At this point, I have a semi-functioning MythTV installation and can watch videos through MythVideo. I still have to

  • Get the remote and LCD screen working (via lirc and LCDproc)
  • Grab all the metadata for the video files (via jamu)
  • Setup HDHomeRun for Live TV Watching & Recording
  • Setup Firewire recording from my Comcast cable box.
  • Configure ALSA to play audio through the digital SPDIF output
  • Setup backup and system maintenance jobs

March 18, 2010

MythTV for the Second Time

Filed under: MythTV — Eric Friedrich @ 2:50 pm

A few years ago I had a sweet little MythTV setup. It worked well enough and I could tolerate all the little quirks that go along with using open source software. I moved into a new apartment a few years ago and started using the Comcast DVR. The MythTV box got relegated to an XBMC media player. All Live TV recordings is now done on the DVR, XBMC is only for playing music and video that we’ve ripped or downloaded.

The Comcast DVR is starting to outlive its usefulness and having to switch back and forth between XBMC and the cable box is confusing. I’ve heard a lot of good things about the advances Myth has made in terms of VDPAU for hardware decoding of video and major improvements to the user interface. This section of the blog will journal my efforts with Myth as a HTPC.

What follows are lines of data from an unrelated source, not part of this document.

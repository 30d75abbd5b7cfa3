//! Configuration from environment variables.
//!
//! # Environment Variables
//!
//! | Variable | Required | Default | Description |
//! |----------|----------|---------|-------------|
//! | `TICKDO_DATA_DIR` | No | `~/.tickdo` | Directory holding the durable slot |
//! | `TICKDO_TICK_MS` | No | 1000 | Countdown tick interval in milliseconds |
//! | `TICKDO_NOTIFY` | No | `desktop` | Notification mode: `desktop`, `bell`, or `off` |
//!
//! The tick interval exists so tests and demos can run countdowns faster
//! than real time; the countdown semantics always treat one tick as one
//! second.
//!
//! # Example
//!
//! ```no_run
//! use tickdo::config::Config;
//!
//! let config = Config::from_env().expect("Failed to load configuration");
//! println!("Data dir: {}", config.data_dir.display());
//! ```

use std::env;
use std::path::PathBuf;

use directories::BaseDirs;
use thiserror::Error;

/// Default data directory name relative to home.
const DEFAULT_DATA_DIR: &str = ".tickdo";

/// Default countdown tick interval in milliseconds.
const DEFAULT_TICK_MS: u64 = 1000;

/// Errors that can occur during configuration parsing.
#[derive(Error, Debug)]
pub enum ConfigError {
    /// Environment variable has an invalid value.
    #[error("invalid value for {key}: {message}")]
    InvalidValue { key: String, message: String },

    /// Failed to determine home directory.
    #[error("failed to determine home directory")]
    NoHomeDirectory,
}

/// How notifications are delivered.
#[derive(Debug, Clone, Copy, PartialEq, Eq, Default)]
pub enum NotifyMode {
    /// OS desktop notifications.
    #[default]
    Desktop,
    /// Terminal bell.
    Bell,
    /// No notifications.
    Off,
}

/// Configuration for the tickdo binary.
#[derive(Debug, Clone)]
pub struct Config {
    /// Directory holding the durable slot file.
    pub data_dir: PathBuf,

    /// Countdown tick interval in milliseconds.
    pub tick_ms: u64,

    /// Notification delivery mode.
    pub notify: NotifyMode,
}

impl Config {
    /// Creates a new `Config` by parsing environment variables.
    ///
    /// # Errors
    ///
    /// Returns a `ConfigError` if:
    /// - `TICKDO_TICK_MS` is set but is not a positive integer
    /// - `TICKDO_NOTIFY` is set to an unrecognized mode
    /// - The home directory cannot be determined (needed for the default
    ///   data directory)
    pub fn from_env() -> Result<Self, ConfigError> {
        // Optional: TICKDO_DATA_DIR (default: ~/.tickdo)
        let data_dir = match env::var("TICKDO_DATA_DIR") {
            Ok(val) => PathBuf::from(val),
            Err(_) => {
                let base_dirs = BaseDirs::new().ok_or(ConfigError::NoHomeDirectory)?;
                base_dirs.home_dir().join(DEFAULT_DATA_DIR)
            }
        };

        // Optional: TICKDO_TICK_MS (default: 1000, must be > 0)
        let tick_ms = match env::var("TICKDO_TICK_MS") {
            Ok(val) => {
                let ms = val.parse::<u64>().map_err(|_| ConfigError::InvalidValue {
                    key: "TICKDO_TICK_MS".to_string(),
                    message: format!("expected positive integer, got '{val}'"),
                })?;
                if ms == 0 {
                    return Err(ConfigError::InvalidValue {
                        key: "TICKDO_TICK_MS".to_string(),
                        message: "tick interval must be greater than 0".to_string(),
                    });
                }
                ms
            }
            Err(_) => DEFAULT_TICK_MS,
        };

        // Optional: TICKDO_NOTIFY (default: desktop)
        let notify = match env::var("TICKDO_NOTIFY") {
            Ok(val) => match val.as_str() {
                "desktop" => NotifyMode::Desktop,
                "bell" => NotifyMode::Bell,
                "off" => NotifyMode::Off,
                other => {
                    return Err(ConfigError::InvalidValue {
                        key: "TICKDO_NOTIFY".to_string(),
                        message: format!("expected desktop, bell, or off, got '{other}'"),
                    })
                }
            },
            Err(_) => NotifyMode::Desktop,
        };

        Ok(Self {
            data_dir,
            tick_ms,
            notify,
        })
    }
}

Between some well-timed Newegg sales and hardware I already own, the following is my plan for my home mediaNet. All pre-existing content will be stored on a ReadyNAS NV with 4x500GB RAID-5 drives for a total of 1.2TB of storage. This holds music, movies, and TV shows. Samba is used for all network mounts. The main HTPC will run a combined MythTV frontend/backend system and Squeezebox Server. The specs for this system are:

  • Motherboard: Biostar TF7050-M2 with onboard coaxial SPDIF out, Gigabit Ethernet, and Firewire
  • RAM: 4GB DDR 800
  • Graphics: Zotac 9800GT with 512MB DDR3 memory and 2 DVI ports
  • HD: 300GB Western Digital DMA100 (great candidate for replacement…)
  • Antec Fusion Remote case with 350W PowerSupply, iMon LCD and IR sensor.
  • Some old random CD-ROM drive. Might be nice to have a BluRay in here some day :-)

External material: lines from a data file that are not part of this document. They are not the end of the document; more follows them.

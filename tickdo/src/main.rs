//! Tickdo - local todo list with per-item countdown timers.
//!
//! This binary is a thin front over the library's [`TodoStore`] and
//! [`TimerController`]: it maps arguments onto store operations and
//! prints the resulting projections. All state lives in the durable
//! slot under the data directory.
//!
//! # Commands
//!
//! - `tickdo add`: Create a todo item
//! - `tickdo list`: Show the collection in display order
//! - `tickdo done`: Toggle completion for an item
//! - `tickdo rm`: Delete an item
//! - `tickdo edit`: Rename an item
//! - `tickdo stats`: Show aggregate statistics
//! - `tickdo timer`: Run an item's countdown in the foreground
//!
//! # Environment Variables
//!
//! See the [`config`](tickdo::config) module for available options.

use std::sync::Arc;
use std::time::Duration;

use anyhow::{Context, Result};
use chrono::{DateTime, Utc};
use clap::{Parser, Subcommand};
use tokio::signal;
use tokio::sync::mpsc;
use tracing::{debug, info};
use tracing_subscriber::EnvFilter;

use tickdo::config::{Config, NotifyMode};
use tickdo::notifier::{BellNotifier, DesktopNotifier, NoopNotifier, Notifier};
use tickdo::storage::FileSlot;
use tickdo::store::TodoStore;
use tickdo::ticker::Ticker;
use tickdo::timer::TimerController;
use tickdo::types::{Category, Priority};
use tickdo::TickdoError;

/// Tickdo - local todo list with per-item countdown timers.
#[derive(Parser, Debug)]
#[command(name = "tickdo")]
#[command(author, version, about, long_about = None)]
#[command(after_help = "\
ENVIRONMENT VARIABLES:
    TICKDO_DATA_DIR    Data directory (default: ~/.tickdo)
    TICKDO_TICK_MS     Countdown tick interval in ms (default: 1000)
    TICKDO_NOTIFY      Notification mode: desktop, bell, off (default: desktop)

EXAMPLES:
    # Add a high-priority shopping item with a 25 minute timer
    tickdo add \"Buy milk\" --category shopping --priority high --timer 25

    # Show the collection, highest priority first
    tickdo list

    # Run the countdown for item 1 until expiry or Ctrl-C
    tickdo timer 1
")]
struct Cli {
    #[command(subcommand)]
    command: Command,
}

/// CLI subcommands.
#[derive(Subcommand, Debug)]
enum Command {
    /// Create a todo item.
    ///
    /// A title that trims to empty is silently ignored, matching the
    /// store's validation design.
    Add {
        /// Display text of the item.
        title: String,

        /// Category: personal, work, shopping, health.
        #[arg(short, long, default_value = "personal")]
        category: String,

        /// Priority: low, medium, high.
        #[arg(short, long, default_value = "medium")]
        priority: String,

        /// Due timestamp, RFC 3339 (e.g. 2026-09-01T12:00:00Z).
        #[arg(short, long)]
        due: Option<String>,

        /// Countdown duration in minutes.
        #[arg(short, long, value_parser = clap::value_parser!(u32).range(1..))]
        timer: Option<u32>,
    },

    /// Show the collection in display order.
    List,

    /// Toggle completion for an item.
    Done {
        /// Id of the item to toggle.
        id: u64,
    },

    /// Delete an item.
    Rm {
        /// Id of the item to delete.
        id: u64,
    },

    /// Rename an item.
    Edit {
        /// Id of the item to rename.
        id: u64,

        /// New title.
        title: String,
    },

    /// Show aggregate statistics.
    Stats,

    /// Run an item's countdown in the foreground until expiry or Ctrl-C.
    Timer {
        /// Id of the item whose configured duration to count down.
        id: u64,
    },
}

fn main() -> Result<()> {
    init_logging();

    let cli = Cli::parse();

    let config = Config::from_env().context("Failed to load configuration")?;
    debug!(
        data_dir = %config.data_dir.display(),
        tick_ms = config.tick_ms,
        "Configuration loaded"
    );

    let notifier = make_notifier(config.notify);
    let slot = FileSlot::new(config.data_dir.clone());
    let mut store = TodoStore::load(Box::new(slot), notifier.clone());

    match cli.command {
        Command::Add {
            title,
            category,
            priority,
            due,
            timer,
        } => run_add(&mut store, &title, &category, &priority, due.as_deref(), timer),
        Command::List => {
            run_list(&store);
            Ok(())
        }
        Command::Done { id } => {
            store.toggle_completed(id).map_err(TickdoError::from)?;
            run_list(&store);
            Ok(())
        }
        Command::Rm { id } => {
            store.delete(id).map_err(TickdoError::from)?;
            run_list(&store);
            Ok(())
        }
        Command::Edit { id, title } => {
            store.begin_edit(id);
            store.change_edited_title(id, &title);
            store.commit_edit(id).map_err(TickdoError::from)?;
            run_list(&store);
            Ok(())
        }
        Command::Stats => {
            run_stats(&store);
            Ok(())
        }
        Command::Timer { id } => {
            let runtime = tokio::runtime::Builder::new_multi_thread()
                .enable_all()
                .build()
                .context("Failed to create tokio runtime")?;

            runtime.block_on(run_timer(&store, notifier, id, config.tick_ms))
        }
    }
}

/// Creates the configured notification capability.
fn make_notifier(mode: NotifyMode) -> Arc<dyn Notifier> {
    match mode {
        NotifyMode::Desktop => Arc::new(DesktopNotifier),
        NotifyMode::Bell => Arc::new(BellNotifier),
        NotifyMode::Off => Arc::new(NoopNotifier),
    }
}

/// Handles the `add` subcommand.
fn run_add(
    store: &mut TodoStore,
    title: &str,
    category: &str,
    priority: &str,
    due: Option<&str>,
    timer: Option<u32>,
) -> Result<()> {
    let category: Category = category.parse().map_err(TickdoError::from)?;
    let priority: Priority = priority.parse().map_err(TickdoError::from)?;
    let due_date = due.map(parse_due_date).transpose()?;

    match store
        .add(title, category, priority, due_date, timer)
        .map_err(TickdoError::from)?
    {
        Some(id) => {
            info!(id, "Todo created");
            println!("Added todo {id}: {}", title.trim());
        }
        None => eprintln!("Ignored: title is empty"),
    }
    Ok(())
}

/// Parses an RFC 3339 due date into UTC.
fn parse_due_date(value: &str) -> Result<DateTime<Utc>> {
    DateTime::parse_from_rfc3339(value)
        .map(|dt| dt.with_timezone(&Utc))
        .map_err(|_| {
            TickdoError::InvalidDueDate {
                value: value.to_string(),
            }
            .into()
        })
}

/// Prints the collection in display order.
fn run_list(store: &TodoStore) {
    if store.is_empty() {
        println!("No todos.");
        return;
    }

    for item in store.sorted_view() {
        let mark = if item.completed { "x" } else { " " };
        let due = item
            .due_date
            .map(|d| format!(" due {}", d.format("%Y-%m-%d %H:%M")))
            .unwrap_or_default();
        let timer = item
            .timer_duration
            .map(|m| format!(" [{m}m]"))
            .unwrap_or_default();
        println!(
            "[{mark}] {:>3}  {:<8} {:<8} {}{due}{timer}",
            item.id, item.priority, item.category, item.title
        );
    }
}

/// Prints aggregate statistics.
fn run_stats(store: &TodoStore) {
    let stats = store.statistics();
    println!("completed: {}", stats.completed);
    println!("pending:   {}", stats.pending);
    println!("streaks:   {}", stats.streaks);
    println!("pomodoros: {}", stats.pomodoros);
}

/// Runs the countdown for one item until expiry or Ctrl-C.
async fn run_timer(
    store: &TodoStore,
    notifier: Arc<dyn Notifier>,
    id: u64,
    tick_ms: u64,
) -> Result<()> {
    let Some(item) = store.get(id) else {
        eprintln!("No todo with id {id}");
        return Ok(());
    };
    let Some(minutes) = item.timer_duration else {
        eprintln!("Todo {id} has no timer duration");
        return Ok(());
    };

    let mut timer = TimerController::new(notifier);
    timer.start(item);
    info!(id, minutes, "Countdown running");

    let (tick_tx, mut tick_rx) = mpsc::channel(4);
    let ticker = Ticker::spawn(Duration::from_millis(tick_ms), tick_tx);

    loop {
        tokio::select! {
            _ = signal::ctrl_c() => {
                timer.cancel();
                println!("\nCancelled.");
                break;
            }
            tick = tick_rx.recv() => {
                if tick.is_none() {
                    break;
                }
                timer.tick();
                match timer.remaining_secs() {
                    Some(remaining) => {
                        print!("\r{:02}:{:02}", remaining / 60, remaining % 60);
                        use std::io::Write;
                        let _ = std::io::stdout().flush();
                    }
                    None => {
                        println!("\nTime's up: {}", item.title);
                        break;
                    }
                }
            }
        }
    }

    ticker.cancel();
    Ok(())
}

/// Initializes the tracing subscriber for logging.
///
/// Uses the `RUST_LOG` environment variable to configure log levels,
/// defaulting to `warn` so command output stays clean.
fn init_logging() {
    let filter = EnvFilter::try_from_default_env().unwrap_or_else(|_| EnvFilter::new("warn"));

    tracing_subscriber::fmt()
        .with_env_filter(filter)
        .with_target(true)
        .with_level(true)
        .with_writer(std::io::stderr)
        .init();
}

The Firewire port will be connected to a Motorola DCT6200 cable Set Top Box. A HDHomeRun Dual Tuner will also be used for recording ClearQAM (unencrypted) content. My initial plan is to run Mythbuntu off the 0.22-fixes branch of MythTV, allowing me to pickup the great user interface enhancements and VDPAU support. You may wonder why I chose a video card without HDMI- at the moment my receiver only supports digital audio and has no HDMI Inputs. Further, the NVIDIA 9800GT doesn’t support audio over the HDMI connection in the first place, only the GT220 and newer.

Look for more details coming as I assemble and configure the system. I’d like to compile a site that others can use to help themselves through the trickier parts of Myth config and troubleshooting.